Crusher nodded. “Agreed. How long do we have?” Geordi turned around to find Veleck just standing across the room. He seemed to be doing nothing. If it had been the Enterprise in danger, Geordi knew he would work until the engine blew up underneath him. Every member of the alien crew seemed to have given up already. That was taking fatalism one step too far.
‘Veleck,” he called.
The alien turned his head without turning his body. It was an odd sensation watching the head turn around independently of the body, like an owl. Again there was that bright band of heat just under the head, as if the turning of the head gave off some sort of energy.
‘Veleck, how much time until the engines go critical?”
‘Perhaps six hours.”
‘Six hours,” Geordi said. He turned back to the doctor. “If it gets close, you can beam out any time you want. Fixing engines isn’t in your job description.”
‘I’ve been trying to convince the main crew of the Zar to evacuate. They won’t leave. They’re going to go down with their ship.” She shook her head. “Data is still trying to convince Captain Diric of the waste of it all. I was getting too angry to talk to him anymore.”
Geordi smiled. “I’ve been having the same trouble with Veleck here. They all seem convinced it’s useless.”
‘Fatalism is one thing, Geordi, but this is just giving up,” she said.
‘Well, we’ll show them that one thing the Federation doesn’t do is give up.”

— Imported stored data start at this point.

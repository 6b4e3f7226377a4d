//! Relay one camera stream into a local file
//!
//! Run with: cargo run --example watch_camera BASE_URL CAMERA [COOKIE]
//!
//! Examples:
//!   cargo run --example watch_camera http://nvr.local:1984 driveway
//!   cargo run --example watch_camera https://nvr.example.com/go2rtc lobby "session=abc"
//!
//! The printed path can be opened by any player that tolerates a growing
//! fragmented MP4 (e.g. `ffplay -follow 1`). Stop with Ctrl-C.

use camrelay::{CameraStreamRequest, PoolConfig, RelayConfig, RelayEvent, StreamPool};
use tokio::sync::broadcast::error::RecvError;
use tokio_util::sync::CancellationToken;

#[tokio::main]
async fn main() -> Result<(), Box<dyn std::error::Error>> {
    tracing_subscriber::fmt()
        .with_env_filter(
            tracing_subscriber::EnvFilter::try_from_default_env()
                .unwrap_or_else(|_| "camrelay=info".into()),
        )
        .init();

    let mut args = std::env::args().skip(1);
    let (Some(base_url), Some(camera)) = (args.next(), args.next()) else {
        eprintln!("usage: watch_camera BASE_URL CAMERA [COOKIE]");
        std::process::exit(2);
    };

    let mut relay = RelayConfig::from_base_url(&base_url)?;
    if let Some(cookie) = args.next() {
        relay = relay.auth_cookie(cookie);
    }
    let pool = StreamPool::new(PoolConfig::new(relay));

    let cancel = CancellationToken::new();
    let Some(handle) = pool.acquire(CameraStreamRequest::main(&camera), &cancel).await else {
        eprintln!("no relay slot available");
        return Ok(());
    };
    let mut events = handle.events();

    let path = handle.ready().await?;
    println!("Streaming {camera} into {}", path.display());

    loop {
        tokio::select! {
            _ = tokio::signal::ctrl_c() => break,
            event = events.recv() => match event {
                Ok(RelayEvent::Error(message)) => println!("server notice: {message}"),
                Ok(RelayEvent::Failed(e)) => {
                    println!("relay failed: {e}");
                    break;
                }
                Ok(_) | Err(RecvError::Lagged(_)) => {}
                Err(RecvError::Closed) => break,
            },
        }
    }

    let stats = handle.relay().stats();
    println!(
        "Stats: fragments={} bytes={} bitrate={}bps",
        stats.fragments,
        stats.bytes_received,
        stats.bitrate()
    );

    pool.close().await;
    Ok(())
}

Crusher nodded. “All right, let’s do it.” She lifted a scanner from a small kit at her side. Crusher raised the scanner over the metallike structure.
Veleck came up behind them. “What are you doing?” His slow as molasses voice was just a bit rushed. It was the quickest speech Geordi had heard him make.
‘The doctor is scanning the engine structure.” “But why? Why use a doctor for an engineer’s job?”
‘Your engine is alive. Our engines on the Enterprise are just metal and power. I don’t understand how to heal living tissue, the doctor does.”
‘If your engines are not one with you, then what makes them want to run for you?” Veleck asked.
‘Well, they don’t want to run. We make them run.”
‘You enslave your ship?”
Geordi stared at him for a moment, not sure what to say. “Our ship is just a ship, Veleck. It has no feelings, no emotions. It’s a machine.”
‘But isn’t your Lt. Commander Data a machine? Do you enslave him, too?”
That was a good question, and Geordi still didn’t know how to explain it. “Lt. Commander Data is alive. He thinks and acts independently. Our ship is just metal and power. It doesn’t have a life of its own.”
Veleck’s face wrinkled and was covered in a wash of red heat. Geordi wished he could have seen what was happening to the face, but he thought that the engineer was frowning at him.
Crusher came over to them and Geordi was grateful for the interruption. “You are right, Geordi. The engine is alive. The entire ship is alive. The cell structure is very close to the Milgian’s own.”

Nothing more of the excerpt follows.